| ASSIGNMENT |
Some lines in the entries contain the word "Handles". Copy all of them.

***** RECORDS SUPPLIED

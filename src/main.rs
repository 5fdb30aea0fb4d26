//! Catalog-Sweep main entry point
//!
//! This is the command-line interface for the Catalog-Sweep query-space crawler.

use anyhow::Context;
use catalog_sweep::config::{load_config_with_hash, Config};
use catalog_sweep::crawler::PageProgress;
use catalog_sweep::lookup::{harvest_ids, parse_id_list};
use catalog_sweep::output::{print_crawl_summary, print_lookup_summary, write_report};
use catalog_sweep::provider::{CredentialProvider, HttpSearchProvider, StaticCredentials};
use catalog_sweep::{crawl, CrawlOptions, LookupPool};
use clap::Parser;
use std::path::{Path, PathBuf};
use std::sync::Arc;
use tokio_util::sync::CancellationToken;
use tracing_subscriber::EnvFilter;

/// Catalog-Sweep: an adaptive query-space crawler
///
/// Catalog-Sweep enumerates a product catalog that can only be searched by
/// paging keyword and prefix queries, splitting queries whose results look
/// truncated into longer ones. It can also resolve harvested identifiers
/// back to full records.
#[derive(Parser, Debug)]
#[command(name = "catalog-sweep")]
#[command(version)]
#[command(about = "An adaptive query-space crawler for search-only catalogs", long_about = None)]
struct Cli {
    /// Path to TOML configuration file
    #[arg(value_name = "CONFIG")]
    config: PathBuf,

    /// Increase logging verbosity (-v, -vv, -vvv)
    #[arg(short, long, action = clap::ArgAction::Count)]
    verbose: u8,

    /// Suppress non-error output
    #[arg(short, long, conflicts_with = "verbose")]
    quiet: bool,

    /// Validate config and show what would be crawled without making any call
    #[arg(long)]
    dry_run: bool,

    /// Resolve the identifiers in FILE (one per line, or an .html listing) instead of crawling
    #[arg(long, value_name = "FILE")]
    resolve: Option<PathBuf>,

    /// Where to write the JSON report (overrides output.report-path)
    #[arg(short, long, value_name = "PATH")]
    output: Option<PathBuf>,
}

#[tokio::main]
async fn main() -> anyhow::Result<()> {
    let cli = Cli::parse();

    // Setup logging based on verbosity
    setup_logging(cli.verbose, cli.quiet);

    // Load and validate configuration
    tracing::info!("Loading configuration from: {}", cli.config.display());
    let (config, config_hash) = load_config_with_hash(&cli.config)
        .with_context(|| format!("Failed to load configuration from {}", cli.config.display()))?;
    tracing::info!("Configuration loaded successfully (hash: {})", config_hash);

    if cli.dry_run {
        handle_dry_run(&config);
        return Ok(());
    }

    let output_path = cli
        .output
        .clone()
        .unwrap_or_else(|| PathBuf::from(&config.output.report_path));

    let credentials: Arc<dyn CredentialProvider> = match &config.api.token_env {
        Some(var) => Arc::new(StaticCredentials::from_env(var)?),
        None => Arc::new(StaticCredentials::none()),
    };
    let provider = Arc::new(
        HttpSearchProvider::new(&config.api, credentials)
            .context("Failed to build the search API client")?,
    );

    let cancel = CancellationToken::new();
    spawn_interrupt_handler(cancel.clone());

    match &cli.resolve {
        Some(ids_path) => {
            handle_resolve(&config, &config_hash, provider, ids_path, &output_path, cancel).await
        }
        None => handle_crawl(&config, &config_hash, provider.as_ref(), &output_path, cancel).await,
    }
}

/// Sets up the logging/tracing subscriber based on verbosity level
fn setup_logging(verbose: u8, quiet: bool) {
    let filter = if quiet {
        // Only show errors
        EnvFilter::new("error")
    } else {
        match verbose {
            0 => EnvFilter::new("catalog_sweep=info,warn"),
            1 => EnvFilter::new("catalog_sweep=debug,info"),
            2 => EnvFilter::new("catalog_sweep=trace,debug"),
            _ => EnvFilter::new("trace"),
        }
    };

    tracing_subscriber::fmt()
        .with_env_filter(filter)
        .with_target(false)
        .with_thread_ids(false)
        .with_file(false)
        .init();
}

/// Cancels the running crawl or lookup on Ctrl-C
fn spawn_interrupt_handler(cancel: CancellationToken) {
    tokio::spawn(async move {
        if tokio::signal::ctrl_c().await.is_ok() {
            tracing::warn!("Interrupt received, stopping after the current request");
            cancel.cancel();
        }
    });
}

/// Handles the --dry-run mode: validates config and shows what would be crawled
fn handle_dry_run(config: &Config) {
    let crawl_config = &config.crawl;

    println!("=== Catalog-Sweep Dry Run ===\n");

    println!("Crawl Configuration:");
    println!("  Location: {}", crawl_config.location_id);
    println!("  Page size: {}", crawl_config.page_size);
    println!("  Expansion threshold: {}", crawl_config.expansion_threshold);
    println!("  Max depth: {}", crawl_config.max_depth);
    println!("  Max pages per query: {}", crawl_config.max_pages);
    println!("  Min term length: {}", crawl_config.min_term_length);
    println!(
        "  Expansion alphabet: {} ({} symbols)",
        crawl_config.expansion_alphabet,
        crawl_config.expansion_alphabet.chars().count()
    );
    match crawl_config.max_nodes {
        Some(max) => println!("  Node cap: {}", max),
        None => println!("  Node cap: none"),
    }
    println!("  On node failure: {:?}", crawl_config.on_node_failure);

    println!("\nLookup:");
    println!(
        "  Concurrency: {} (max {})",
        config.lookup.concurrency, config.lookup.max_concurrency
    );
    println!(
        "  Id selector: {} [{}]",
        config.lookup.id_selector, config.lookup.id_attribute
    );

    println!("\nAPI:");
    println!("  Endpoint: {}{}", config.api.base_url, config.api.search_path);
    println!(
        "  Timeout: {}s, retries: {}",
        config.api.timeout_secs, config.api.max_retries
    );

    println!("\nOutput:");
    println!("  Report: {}", config.output.report_path);

    println!("\nSeeds ({}):", crawl_config.seeds.len());
    for seed in &crawl_config.seeds {
        println!("  - {}", seed);
    }

    println!("\n✓ Configuration is valid");
    println!(
        "✓ Would create at most {} query nodes",
        crawl_config.max_nodes
            .map(|max| (max as u64).min(crawl_config.worst_case_nodes()))
            .unwrap_or_else(|| crawl_config.worst_case_nodes())
    );
}

/// Handles the main crawl operation
async fn handle_crawl(
    config: &Config,
    config_hash: &str,
    provider: &HttpSearchProvider,
    output_path: &Path,
    cancel: CancellationToken,
) -> anyhow::Result<()> {
    tracing::info!(
        "Seeds: {}, location: {}",
        config.crawl.seeds.join(", "),
        config.crawl.location_id
    );

    let options = CrawlOptions::new()
        .with_cancellation(cancel)
        .with_progress(Arc::new(|progress: &PageProgress| {
            tracing::trace!(
                "Fetched page {} of '{}' (depth {})",
                progress.page,
                progress.query,
                progress.depth
            );
        }));

    let report = crawl(provider, &config.crawl, options)
        .await
        .context("Crawl failed")?;

    write_report(&report, config_hash, output_path)
        .with_context(|| format!("Failed to write report to {}", output_path.display()))?;

    print_crawl_summary(&report);
    println!("\n✓ Report written to: {}", output_path.display());

    Ok(())
}

/// Handles the --resolve mode: looks up every identifier in a file
async fn handle_resolve(
    config: &Config,
    config_hash: &str,
    provider: Arc<HttpSearchProvider>,
    ids_path: &Path,
    output_path: &Path,
    cancel: CancellationToken,
) -> anyhow::Result<()> {
    let content = std::fs::read_to_string(ids_path)
        .with_context(|| format!("Failed to read {}", ids_path.display()))?;

    let is_html = ids_path
        .extension()
        .and_then(|ext| ext.to_str())
        .is_some_and(|ext| ext.eq_ignore_ascii_case("html") || ext.eq_ignore_ascii_case("htm"));

    let ids = if is_html {
        harvest_ids(
            &content,
            &config.lookup.id_selector,
            &config.lookup.id_attribute,
        )?
    } else {
        parse_id_list(&content)
    };
    tracing::info!("Read {} identifiers from {}", ids.len(), ids_path.display());

    let pool = LookupPool::new(provider, config.lookup.clone()).with_cancellation(cancel);
    let outcomes = pool.resolve(&ids, &config.crawl.location_id).await;

    write_report(&outcomes, config_hash, output_path)
        .with_context(|| format!("Failed to write report to {}", output_path.display()))?;

    print_lookup_summary(&outcomes);
    println!("\n✓ Report written to: {}", output_path.display());

    Ok(())
}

**********

| WRITTEN SOLUTION |
/// Handles the --dry-run mode: validates config and shows what would be crawled
/// Handles the main crawl operation
/// Handles the --resolve mode: looks up every identifier in a file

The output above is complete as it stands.